# MATLAB: Line integral over a scalar field

line integralmatrix indexingscalar field

I have an m by n matrix 'A' full of real values. I need to find the line integral along a line y=mx+b through the matrix. I'm having trouble doing this without for loops. Currently I am creating a zero matrix 'B', then looping through the X indices, solving for the Y index, and setting B(x,y) = 1. I then do an element wise multiplication of A and B and sum the elements of the result. ex. sum(sum(A.*B))
This is a horribly inefficient way of doing things but I can't figure out how to do it quicker. I can easily create arrays of the x,y values that correspond to the line but don't know how to pairwise reference those elements alone.
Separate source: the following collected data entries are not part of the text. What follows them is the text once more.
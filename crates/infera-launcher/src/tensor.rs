//! Tensor types exchanged with launchers.

use std::collections::BTreeMap;

use ndarray::{ArrayD, IxDyn};
use serde::{Deserialize, Serialize};

use crate::error::LauncherError;
use crate::Result;

/// Named input tensors for one inference request.
pub type TensorMap = BTreeMap<String, InputTensor>;

/// Named raw output tensors produced by one inference request.
pub type OutputMap = BTreeMap<String, OutputTensor>;

/// Element types call sites exchange with a launcher.
#[derive(Debug, Clone, Copy, PartialEq, Eq, Hash, Serialize, Deserialize)]
pub enum TensorType {
    Float32,
    Float64,
    Int32,
    Int64,
    Uint8,
}

impl TensorType {
    /// Backend precision identifier for this element type.
    pub fn precision(self) -> &'static str {
        match self {
            TensorType::Float32 => "FP32",
            TensorType::Float64 => "FP64",
            TensorType::Int32 => "I32",
            TensorType::Int64 => "I64",
            TensorType::Uint8 => "U8",
        }
    }

    /// Parse a precision identifier. Precisions without an exchange type
    /// (e.g. `FP16`) yield `None`.
    pub fn from_precision(precision: &str) -> Option<Self> {
        match precision {
            "FP32" => Some(TensorType::Float32),
            "FP64" => Some(TensorType::Float64),
            "I32" => Some(TensorType::Int32),
            "I64" => Some(TensorType::Int64),
            "U8" => Some(TensorType::Uint8),
            _ => None,
        }
    }
}

/// Input tensor for inference.
#[derive(Debug, Clone)]
pub enum InputTensor {
    Float32(ArrayD<f32>),
    Float64(ArrayD<f64>),
    Int32(ArrayD<i32>),
    Int64(ArrayD<i64>),
    Uint8(ArrayD<u8>),
}

impl InputTensor {
    /// Get the shape of the tensor.
    pub fn shape(&self) -> &[usize] {
        match self {
            InputTensor::Float32(arr) => arr.shape(),
            InputTensor::Float64(arr) => arr.shape(),
            InputTensor::Int32(arr) => arr.shape(),
            InputTensor::Int64(arr) => arr.shape(),
            InputTensor::Uint8(arr) => arr.shape(),
        }
    }

    /// Get the data type of the tensor.
    pub fn dtype(&self) -> TensorType {
        match self {
            InputTensor::Float32(_) => TensorType::Float32,
            InputTensor::Float64(_) => TensorType::Float64,
            InputTensor::Int32(_) => TensorType::Int32,
            InputTensor::Int64(_) => TensorType::Int64,
            InputTensor::Uint8(_) => TensorType::Uint8,
        }
    }

    /// Create a Float32 tensor from raw data and shape.
    pub fn from_f32(data: Vec<f32>, shape: Vec<usize>) -> Result<Self> {
        let arr = ArrayD::from_shape_vec(IxDyn(&shape), data)
            .map_err(|e| LauncherError::InvalidInput(e.to_string()))?;
        Ok(InputTensor::Float32(arr))
    }

    /// Create a Uint8 tensor from raw data and shape.
    pub fn from_u8(data: Vec<u8>, shape: Vec<usize>) -> Result<Self> {
        let arr = ArrayD::from_shape_vec(IxDyn(&shape), data)
            .map_err(|e| LauncherError::InvalidInput(e.to_string()))?;
        Ok(InputTensor::Uint8(arr))
    }

    /// Convert the tensor element-wise into `target`.
    ///
    /// Conversions go through `f64`, so integers beyond 2^53 lose precision
    /// and float-to-integer conversions saturate.
    pub fn cast(self, target: TensorType) -> Self {
        if self.dtype() == target {
            return self;
        }

        let wide = match self {
            InputTensor::Float32(arr) => arr.mapv(f64::from),
            InputTensor::Float64(arr) => arr,
            InputTensor::Int32(arr) => arr.mapv(f64::from),
            InputTensor::Int64(arr) => arr.mapv(|v| v as f64),
            InputTensor::Uint8(arr) => arr.mapv(f64::from),
        };

        match target {
            TensorType::Float32 => InputTensor::Float32(wide.mapv(|v| v as f32)),
            TensorType::Float64 => InputTensor::Float64(wide),
            TensorType::Int32 => InputTensor::Int32(wide.mapv(|v| v as i32)),
            TensorType::Int64 => InputTensor::Int64(wide.mapv(|v| v as i64)),
            TensorType::Uint8 => InputTensor::Uint8(wide.mapv(|v| v as u8)),
        }
    }
}

/// Output tensor from inference.
#[derive(Debug, Clone)]
pub enum OutputTensor {
    Float32(ArrayD<f32>),
    Float64(ArrayD<f64>),
    Int32(ArrayD<i32>),
    Int64(ArrayD<i64>),
    Uint8(ArrayD<u8>),
}

impl OutputTensor {
    /// Get the shape of the tensor.
    pub fn shape(&self) -> &[usize] {
        match self {
            OutputTensor::Float32(arr) => arr.shape(),
            OutputTensor::Float64(arr) => arr.shape(),
            OutputTensor::Int32(arr) => arr.shape(),
            OutputTensor::Int64(arr) => arr.shape(),
            OutputTensor::Uint8(arr) => arr.shape(),
        }
    }

    /// Get the data type of the tensor.
    pub fn dtype(&self) -> TensorType {
        match self {
            OutputTensor::Float32(_) => TensorType::Float32,
            OutputTensor::Float64(_) => TensorType::Float64,
            OutputTensor::Int32(_) => TensorType::Int32,
            OutputTensor::Int64(_) => TensorType::Int64,
            OutputTensor::Uint8(_) => TensorType::Uint8,
        }
    }

    /// Try to get the inner Float32 array.
    pub fn as_f32(&self) -> Option<&ArrayD<f32>> {
        match self {
            OutputTensor::Float32(arr) => Some(arr),
            _ => None,
        }
    }

    /// Try to get the inner Int64 array.
    pub fn as_i64(&self) -> Option<&ArrayD<i64>> {
        match self {
            OutputTensor::Int64(arr) => Some(arr),
            _ => None,
        }
    }

    /// Copy the tensor into a Float32 array regardless of its element type.
    pub fn to_f32(&self) -> ArrayD<f32> {
        match self {
            OutputTensor::Float32(arr) => arr.clone(),
            OutputTensor::Float64(arr) => arr.mapv(|v| v as f32),
            OutputTensor::Int32(arr) => arr.mapv(|v| v as f32),
            OutputTensor::Int64(arr) => arr.mapv(|v| v as f32),
            OutputTensor::Uint8(arr) => arr.mapv(f32::from),
        }
    }
}
//! Backend-agnostic model launchers for infera.
//!
//! This crate defines the contract every inference backend satisfies:
//! - loading a model from an artifact or a registered constructor
//! - reporting input/output tensor [`Metadata`]
//! - reshaping model inputs
//! - synchronous inference over named tensors
//!
//! Backends:
//! - `ort` (ONNX Runtime) for native platforms
//! - `tract` for pure-Rust execution

mod backend;
mod error;
mod metadata;
mod network;
mod source;
mod tensor;

pub use backend::{create_launcher, Launcher, LauncherKind, ShapeMap};
pub use error::LauncherError;
pub use metadata::{default_layout, Metadata, DYNAMIC_DIM};
pub use network::{LayerMap, NetworkInfo};
pub use source::{CompileMode, Device, LauncherConfig, ModelConstructor, ModelRegistry, ModelSource};
pub use tensor::{InputTensor, OutputMap, OutputTensor, TensorMap, TensorType};

#[cfg(feature = "native")]
pub use backend::ort::OrtLauncher;

#[cfg(feature = "tract")]
pub use backend::tract::TractLauncher;

/// Result type for launcher operations.
pub type Result<T> = std::result::Result<T, LauncherError>;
Um, not only is what you are doing inefficient but also horribly inaccurate, since it forces the solution to lie exactly at some element of that array. So your "line" is actually a jagged mess of an approximation to a line.
Think of the indices of the matrix as floating point values, that interp2 can evaluate. Use interp2, then use trapz. Literally not much more than two efficient lines of code, though setting the problem up will take a couple more lines. And since I'll have MANY comments along the way to explain what I've done...
A = magic(25);
So, x and y are defined over the rectangular domain [1,25]x[1,25] in the (x,y) plane.
I'll arbitrarily pick a line that passes through the square, from one edge to another. Say, y=1.5+2.5*x.
m = 2.5;b = 1.5;
Where does the line intersect the square? Really, this takes nothing more than testing the 4 edges of the rectangle (here a square) to see where the line intersects.
When x=1, we have y=4. So [1,4] is one end point of the line.
When x=25, we have y=1.5+2.5*25 = 64. This is outside of the square. So we know the line does not pass through the right edge of the domain.
We can see the two possible end points of the line segment as
m*[1,25] + bans =     4    64
So only the first one is relevant here, at (1,4) in the (x,y) plane.
Similarly, when y=1, we solve for x = (y-b)/m. A careful programmer would worry if m could be zero.
([1 25]-b)/mans =       -0.2          9.4
So that locates the point where the line exits the square, as (9.4,25) in the (x,y) plane. When y was 1, the line did not cross the edge, at x=-0.2, so we ignore that case.
I could have located those points programmatically. Regardless, we have identified a line segment with end points at [1,4], and [9.4,25]. It is simple enough to simply generate a relatively fine set of points along the line now, then interpolate using interp2. This won't be exact, because we are only using trapz to do the line integration. You might recognize that along the line we have posed, even a bilinear interpolant does not produce a linear interpolant. It will in fact produce a piecewise quadratic function along that line. (Odds are, you don't care about or know that fact.)
xy1 = [1 4];xy2 = [9.4 25];t = linspace(0,1,250)';xyseg = (1-t)*xy1 + t*xy2;[xmesh,ymesh] = meshgrid(1:25,1:25);zseg = interp2(xmesh,ymesh,A,xyseg(:,1),xyseg(:,2));
Now just use trapz on that curve to integrate it. Be careful though. We need to integrate with respect to distance along the curve in the (x,y) plane. Since m could be zero, I'll compute the distance in the (x,y) plane as:
d = cumsum([0;sqrt(sum(diff(xyseg).^2,2))]);trapz(d,zseg)ans =       7608.8
So the line integral as desired is 7608.8. The complete set of computations will have taken a tiny fraction of a second in MATLAB.